• **What needs to be done**
Reproduce the records word for word, from the first line to the line containing "use base64::engine::general_purpose::STANDARD;".

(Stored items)
┌──
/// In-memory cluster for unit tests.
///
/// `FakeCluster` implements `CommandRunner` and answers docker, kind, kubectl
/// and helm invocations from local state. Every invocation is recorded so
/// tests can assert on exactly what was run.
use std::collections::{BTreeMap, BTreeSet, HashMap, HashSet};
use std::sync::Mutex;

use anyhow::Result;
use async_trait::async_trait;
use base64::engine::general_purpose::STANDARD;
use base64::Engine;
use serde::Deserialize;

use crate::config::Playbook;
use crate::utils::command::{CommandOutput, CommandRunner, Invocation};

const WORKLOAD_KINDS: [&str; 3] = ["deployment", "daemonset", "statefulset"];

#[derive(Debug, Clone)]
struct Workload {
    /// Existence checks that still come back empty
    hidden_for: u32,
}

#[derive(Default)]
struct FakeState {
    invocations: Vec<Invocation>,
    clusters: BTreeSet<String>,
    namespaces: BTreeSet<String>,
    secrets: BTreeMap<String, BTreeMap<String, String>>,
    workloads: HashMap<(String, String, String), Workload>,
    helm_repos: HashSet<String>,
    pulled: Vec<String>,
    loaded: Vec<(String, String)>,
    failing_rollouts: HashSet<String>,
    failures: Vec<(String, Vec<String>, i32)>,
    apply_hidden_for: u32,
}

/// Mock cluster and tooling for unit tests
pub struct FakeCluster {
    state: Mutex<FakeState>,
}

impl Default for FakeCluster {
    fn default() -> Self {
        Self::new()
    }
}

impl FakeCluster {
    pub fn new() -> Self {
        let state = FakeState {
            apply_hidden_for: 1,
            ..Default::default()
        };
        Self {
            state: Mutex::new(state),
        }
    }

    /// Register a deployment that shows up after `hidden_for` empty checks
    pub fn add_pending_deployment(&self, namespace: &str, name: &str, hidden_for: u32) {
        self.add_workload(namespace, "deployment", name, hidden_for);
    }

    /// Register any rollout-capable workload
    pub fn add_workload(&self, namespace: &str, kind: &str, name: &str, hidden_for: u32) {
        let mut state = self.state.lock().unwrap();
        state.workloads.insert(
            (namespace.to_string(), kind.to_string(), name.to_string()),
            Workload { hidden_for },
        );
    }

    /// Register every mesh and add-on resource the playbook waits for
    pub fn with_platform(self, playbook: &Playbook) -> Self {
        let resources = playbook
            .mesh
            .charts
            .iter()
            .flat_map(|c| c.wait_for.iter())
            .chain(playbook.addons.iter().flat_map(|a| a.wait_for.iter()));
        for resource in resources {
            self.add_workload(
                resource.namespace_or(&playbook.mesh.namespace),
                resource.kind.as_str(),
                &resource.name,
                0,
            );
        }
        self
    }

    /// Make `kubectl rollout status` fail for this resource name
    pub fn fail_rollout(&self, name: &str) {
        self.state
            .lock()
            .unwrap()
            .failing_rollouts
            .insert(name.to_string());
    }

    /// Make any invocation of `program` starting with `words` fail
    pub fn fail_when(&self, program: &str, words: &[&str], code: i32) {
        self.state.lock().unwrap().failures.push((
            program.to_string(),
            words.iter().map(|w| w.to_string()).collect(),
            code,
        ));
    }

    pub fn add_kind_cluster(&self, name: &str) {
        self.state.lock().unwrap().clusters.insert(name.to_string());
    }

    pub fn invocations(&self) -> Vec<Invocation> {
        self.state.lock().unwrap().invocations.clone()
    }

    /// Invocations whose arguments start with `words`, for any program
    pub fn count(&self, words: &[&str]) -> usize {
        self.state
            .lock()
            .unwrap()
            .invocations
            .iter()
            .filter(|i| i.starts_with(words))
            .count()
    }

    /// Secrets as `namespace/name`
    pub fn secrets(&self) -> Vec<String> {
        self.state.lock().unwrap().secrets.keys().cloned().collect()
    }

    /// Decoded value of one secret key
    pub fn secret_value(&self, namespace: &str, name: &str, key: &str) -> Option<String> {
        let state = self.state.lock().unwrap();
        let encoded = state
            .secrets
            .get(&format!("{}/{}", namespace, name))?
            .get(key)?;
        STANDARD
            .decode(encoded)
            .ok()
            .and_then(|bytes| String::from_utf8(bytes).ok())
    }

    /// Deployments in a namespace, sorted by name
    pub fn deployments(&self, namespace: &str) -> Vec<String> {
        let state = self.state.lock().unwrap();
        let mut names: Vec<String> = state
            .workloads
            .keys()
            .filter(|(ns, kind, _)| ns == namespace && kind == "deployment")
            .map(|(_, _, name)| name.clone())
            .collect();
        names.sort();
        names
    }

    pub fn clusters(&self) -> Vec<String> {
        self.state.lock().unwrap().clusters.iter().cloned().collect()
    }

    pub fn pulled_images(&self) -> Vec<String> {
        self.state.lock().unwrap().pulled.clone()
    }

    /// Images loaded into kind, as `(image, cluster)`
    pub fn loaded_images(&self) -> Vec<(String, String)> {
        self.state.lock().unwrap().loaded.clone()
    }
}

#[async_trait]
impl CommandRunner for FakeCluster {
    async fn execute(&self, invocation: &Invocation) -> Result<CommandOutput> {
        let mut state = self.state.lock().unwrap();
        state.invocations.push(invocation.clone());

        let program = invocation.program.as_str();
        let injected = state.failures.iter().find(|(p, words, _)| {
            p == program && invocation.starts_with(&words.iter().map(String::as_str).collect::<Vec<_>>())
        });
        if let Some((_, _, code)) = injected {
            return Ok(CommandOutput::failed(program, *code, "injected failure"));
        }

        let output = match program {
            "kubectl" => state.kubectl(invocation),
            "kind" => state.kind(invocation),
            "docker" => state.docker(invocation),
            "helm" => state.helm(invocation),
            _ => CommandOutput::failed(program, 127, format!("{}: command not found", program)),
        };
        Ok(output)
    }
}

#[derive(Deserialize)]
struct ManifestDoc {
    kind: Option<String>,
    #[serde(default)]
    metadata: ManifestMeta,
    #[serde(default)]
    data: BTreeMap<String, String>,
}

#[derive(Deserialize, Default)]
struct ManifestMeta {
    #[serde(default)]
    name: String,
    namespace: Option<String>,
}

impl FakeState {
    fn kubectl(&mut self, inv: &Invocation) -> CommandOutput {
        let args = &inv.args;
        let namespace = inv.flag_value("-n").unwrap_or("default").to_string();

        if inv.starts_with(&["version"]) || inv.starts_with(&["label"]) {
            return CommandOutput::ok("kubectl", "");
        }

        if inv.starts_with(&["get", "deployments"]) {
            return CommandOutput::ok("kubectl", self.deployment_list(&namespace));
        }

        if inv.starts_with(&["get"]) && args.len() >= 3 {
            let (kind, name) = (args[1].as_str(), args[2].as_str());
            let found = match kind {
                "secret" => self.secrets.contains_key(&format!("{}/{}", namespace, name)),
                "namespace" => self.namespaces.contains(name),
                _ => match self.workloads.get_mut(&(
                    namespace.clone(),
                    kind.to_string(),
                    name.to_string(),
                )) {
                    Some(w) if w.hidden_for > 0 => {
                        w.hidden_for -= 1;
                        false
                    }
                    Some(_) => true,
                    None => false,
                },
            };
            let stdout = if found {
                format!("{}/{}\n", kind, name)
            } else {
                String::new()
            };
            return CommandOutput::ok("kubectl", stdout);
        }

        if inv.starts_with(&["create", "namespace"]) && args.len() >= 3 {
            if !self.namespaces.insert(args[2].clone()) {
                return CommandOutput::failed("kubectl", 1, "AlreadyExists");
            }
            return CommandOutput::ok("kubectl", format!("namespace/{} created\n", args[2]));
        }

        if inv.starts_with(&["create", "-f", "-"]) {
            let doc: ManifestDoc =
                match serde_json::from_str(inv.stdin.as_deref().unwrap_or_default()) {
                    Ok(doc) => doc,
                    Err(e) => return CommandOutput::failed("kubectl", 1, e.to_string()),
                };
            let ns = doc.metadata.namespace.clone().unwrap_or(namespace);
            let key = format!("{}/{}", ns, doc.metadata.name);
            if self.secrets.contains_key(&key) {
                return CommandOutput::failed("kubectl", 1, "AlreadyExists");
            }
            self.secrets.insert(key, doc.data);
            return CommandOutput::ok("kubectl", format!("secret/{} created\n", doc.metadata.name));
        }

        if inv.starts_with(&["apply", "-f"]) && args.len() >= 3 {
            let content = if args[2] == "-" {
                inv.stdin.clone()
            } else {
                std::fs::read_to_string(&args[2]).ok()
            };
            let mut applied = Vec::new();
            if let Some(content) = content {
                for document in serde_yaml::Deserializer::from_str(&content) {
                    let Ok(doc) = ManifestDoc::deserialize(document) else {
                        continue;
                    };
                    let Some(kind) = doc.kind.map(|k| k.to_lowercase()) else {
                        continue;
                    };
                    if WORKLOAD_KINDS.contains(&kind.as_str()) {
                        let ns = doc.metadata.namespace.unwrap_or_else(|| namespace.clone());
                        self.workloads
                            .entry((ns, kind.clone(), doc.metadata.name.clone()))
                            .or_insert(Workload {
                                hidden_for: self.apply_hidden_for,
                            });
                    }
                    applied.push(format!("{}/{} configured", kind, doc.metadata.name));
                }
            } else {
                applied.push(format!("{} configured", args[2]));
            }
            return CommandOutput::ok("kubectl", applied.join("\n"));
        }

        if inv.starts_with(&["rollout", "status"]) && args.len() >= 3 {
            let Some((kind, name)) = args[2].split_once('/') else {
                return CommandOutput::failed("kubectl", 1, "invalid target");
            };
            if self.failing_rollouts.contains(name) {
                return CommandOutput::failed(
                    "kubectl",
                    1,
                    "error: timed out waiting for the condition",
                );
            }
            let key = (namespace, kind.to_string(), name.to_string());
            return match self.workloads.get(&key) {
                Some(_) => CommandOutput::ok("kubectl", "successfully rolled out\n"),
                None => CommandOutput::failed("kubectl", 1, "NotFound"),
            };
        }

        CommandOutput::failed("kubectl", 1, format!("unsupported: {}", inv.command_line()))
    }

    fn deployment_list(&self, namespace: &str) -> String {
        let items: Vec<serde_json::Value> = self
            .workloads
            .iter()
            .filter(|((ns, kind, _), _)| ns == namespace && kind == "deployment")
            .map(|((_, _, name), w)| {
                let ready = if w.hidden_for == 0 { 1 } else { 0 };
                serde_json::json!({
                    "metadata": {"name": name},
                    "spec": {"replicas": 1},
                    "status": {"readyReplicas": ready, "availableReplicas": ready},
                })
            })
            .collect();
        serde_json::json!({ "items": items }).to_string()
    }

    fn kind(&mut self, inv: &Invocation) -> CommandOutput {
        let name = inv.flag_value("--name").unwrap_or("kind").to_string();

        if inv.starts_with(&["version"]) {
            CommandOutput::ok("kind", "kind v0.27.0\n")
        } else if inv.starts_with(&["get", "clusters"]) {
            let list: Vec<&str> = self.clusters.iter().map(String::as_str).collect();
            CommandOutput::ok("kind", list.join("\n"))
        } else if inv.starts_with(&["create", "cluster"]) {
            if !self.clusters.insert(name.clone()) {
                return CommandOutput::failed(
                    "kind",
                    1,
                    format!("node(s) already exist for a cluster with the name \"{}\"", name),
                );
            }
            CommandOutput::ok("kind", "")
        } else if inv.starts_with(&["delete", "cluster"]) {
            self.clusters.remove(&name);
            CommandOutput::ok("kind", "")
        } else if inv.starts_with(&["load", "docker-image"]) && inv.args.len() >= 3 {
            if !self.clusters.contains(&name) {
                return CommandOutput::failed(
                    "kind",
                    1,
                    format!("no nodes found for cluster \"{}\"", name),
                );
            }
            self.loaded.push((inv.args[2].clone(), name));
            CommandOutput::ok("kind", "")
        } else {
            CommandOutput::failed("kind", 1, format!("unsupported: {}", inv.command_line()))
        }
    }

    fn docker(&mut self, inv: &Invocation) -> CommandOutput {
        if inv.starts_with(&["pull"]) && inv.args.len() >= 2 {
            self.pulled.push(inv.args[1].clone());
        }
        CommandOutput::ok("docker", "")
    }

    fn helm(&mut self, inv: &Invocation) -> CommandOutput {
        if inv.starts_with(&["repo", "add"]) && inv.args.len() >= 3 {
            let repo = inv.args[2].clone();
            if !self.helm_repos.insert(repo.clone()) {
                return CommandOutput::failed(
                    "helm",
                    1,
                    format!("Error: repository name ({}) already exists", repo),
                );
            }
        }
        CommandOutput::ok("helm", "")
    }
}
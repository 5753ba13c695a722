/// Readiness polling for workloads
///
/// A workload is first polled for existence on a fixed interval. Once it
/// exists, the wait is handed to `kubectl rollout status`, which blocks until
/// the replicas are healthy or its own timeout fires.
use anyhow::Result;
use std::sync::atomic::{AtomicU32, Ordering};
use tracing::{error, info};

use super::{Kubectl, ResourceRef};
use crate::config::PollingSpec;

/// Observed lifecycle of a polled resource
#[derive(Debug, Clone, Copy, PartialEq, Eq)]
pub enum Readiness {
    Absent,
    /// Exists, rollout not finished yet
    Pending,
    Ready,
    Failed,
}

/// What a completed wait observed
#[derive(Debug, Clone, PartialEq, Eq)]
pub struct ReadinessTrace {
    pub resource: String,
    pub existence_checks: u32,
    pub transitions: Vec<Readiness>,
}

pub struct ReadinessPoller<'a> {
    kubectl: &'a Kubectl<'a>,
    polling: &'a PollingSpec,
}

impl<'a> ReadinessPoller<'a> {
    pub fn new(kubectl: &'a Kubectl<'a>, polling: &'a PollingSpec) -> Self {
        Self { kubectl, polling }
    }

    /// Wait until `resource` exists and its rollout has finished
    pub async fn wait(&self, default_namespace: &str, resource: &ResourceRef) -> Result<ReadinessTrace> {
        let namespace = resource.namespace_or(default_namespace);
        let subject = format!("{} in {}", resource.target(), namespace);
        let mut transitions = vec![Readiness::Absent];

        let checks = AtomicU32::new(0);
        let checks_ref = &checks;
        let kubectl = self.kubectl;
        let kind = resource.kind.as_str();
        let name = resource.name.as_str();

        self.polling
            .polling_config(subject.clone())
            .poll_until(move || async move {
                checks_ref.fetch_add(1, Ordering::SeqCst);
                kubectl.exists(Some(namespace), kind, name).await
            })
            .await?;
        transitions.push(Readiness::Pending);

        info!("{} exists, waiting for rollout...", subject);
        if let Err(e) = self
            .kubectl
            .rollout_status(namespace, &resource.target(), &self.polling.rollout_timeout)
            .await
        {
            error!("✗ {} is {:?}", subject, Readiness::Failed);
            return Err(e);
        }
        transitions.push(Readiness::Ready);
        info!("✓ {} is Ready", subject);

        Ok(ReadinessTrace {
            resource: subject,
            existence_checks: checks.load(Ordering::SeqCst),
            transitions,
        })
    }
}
└──
• **Answer below**
/// In-memory cluster for unit tests.
///
/// `FakeCluster` implements `CommandRunner` and answers docker, kind, kubectl
/// and helm invocations from local state. Every invocation is recorded so
/// tests can assert on exactly what was run.
use std::collections::{BTreeMap, BTreeSet, HashMap, HashSet};
use std::sync::Mutex;

use anyhow::Result;
use async_trait::async_trait;
use base64::engine::general_purpose::STANDARD;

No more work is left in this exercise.